- ABOUT THIS EXERCISE -
Where a line in the listing below contains the word "RoleMapping", copy that line.

- AVAILABLE DATA -
= = = =

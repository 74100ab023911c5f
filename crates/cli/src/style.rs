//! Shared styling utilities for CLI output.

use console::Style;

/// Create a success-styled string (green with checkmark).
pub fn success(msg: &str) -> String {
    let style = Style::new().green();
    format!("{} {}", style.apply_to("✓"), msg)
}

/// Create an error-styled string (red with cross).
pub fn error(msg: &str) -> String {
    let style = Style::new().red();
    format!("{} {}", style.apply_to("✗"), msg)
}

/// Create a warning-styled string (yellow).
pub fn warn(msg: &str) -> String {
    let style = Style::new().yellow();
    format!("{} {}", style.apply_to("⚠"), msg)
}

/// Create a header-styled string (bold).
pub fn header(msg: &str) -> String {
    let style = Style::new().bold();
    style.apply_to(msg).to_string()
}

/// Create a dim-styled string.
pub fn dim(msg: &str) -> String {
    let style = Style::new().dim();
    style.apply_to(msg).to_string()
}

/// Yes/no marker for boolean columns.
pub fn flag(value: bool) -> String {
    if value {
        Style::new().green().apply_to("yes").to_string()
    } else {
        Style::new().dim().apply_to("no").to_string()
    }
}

= = = =

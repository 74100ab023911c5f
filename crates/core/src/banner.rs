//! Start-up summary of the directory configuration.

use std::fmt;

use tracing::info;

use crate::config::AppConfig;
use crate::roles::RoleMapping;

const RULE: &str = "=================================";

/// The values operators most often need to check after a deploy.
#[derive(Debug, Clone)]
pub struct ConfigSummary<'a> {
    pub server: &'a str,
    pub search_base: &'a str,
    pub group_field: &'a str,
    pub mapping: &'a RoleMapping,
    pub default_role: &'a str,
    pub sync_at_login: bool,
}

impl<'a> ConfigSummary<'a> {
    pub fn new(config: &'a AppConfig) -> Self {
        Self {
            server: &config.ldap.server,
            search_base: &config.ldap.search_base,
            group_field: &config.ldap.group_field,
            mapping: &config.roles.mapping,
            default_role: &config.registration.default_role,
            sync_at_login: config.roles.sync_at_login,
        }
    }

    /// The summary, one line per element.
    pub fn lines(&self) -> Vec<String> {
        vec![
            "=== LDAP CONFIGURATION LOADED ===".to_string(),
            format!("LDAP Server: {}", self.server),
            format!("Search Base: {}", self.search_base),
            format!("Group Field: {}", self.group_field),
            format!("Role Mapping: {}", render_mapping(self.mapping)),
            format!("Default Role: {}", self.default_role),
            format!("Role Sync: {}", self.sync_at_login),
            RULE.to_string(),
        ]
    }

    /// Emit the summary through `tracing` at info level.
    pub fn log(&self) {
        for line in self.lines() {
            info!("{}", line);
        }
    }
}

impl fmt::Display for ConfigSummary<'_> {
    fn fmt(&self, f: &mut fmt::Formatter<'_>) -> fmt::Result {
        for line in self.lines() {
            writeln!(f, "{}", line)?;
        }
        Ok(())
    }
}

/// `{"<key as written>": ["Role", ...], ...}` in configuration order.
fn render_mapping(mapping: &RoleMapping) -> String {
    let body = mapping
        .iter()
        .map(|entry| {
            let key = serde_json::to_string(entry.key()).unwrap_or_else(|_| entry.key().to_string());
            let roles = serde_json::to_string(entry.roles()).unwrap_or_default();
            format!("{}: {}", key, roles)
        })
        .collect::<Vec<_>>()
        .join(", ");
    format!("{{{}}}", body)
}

= = = =

- COMPLETED TASK -
use crate::roles::RoleMapping;
    pub mapping: &'a RoleMapping,
fn render_mapping(mapping: &RoleMapping) -> String {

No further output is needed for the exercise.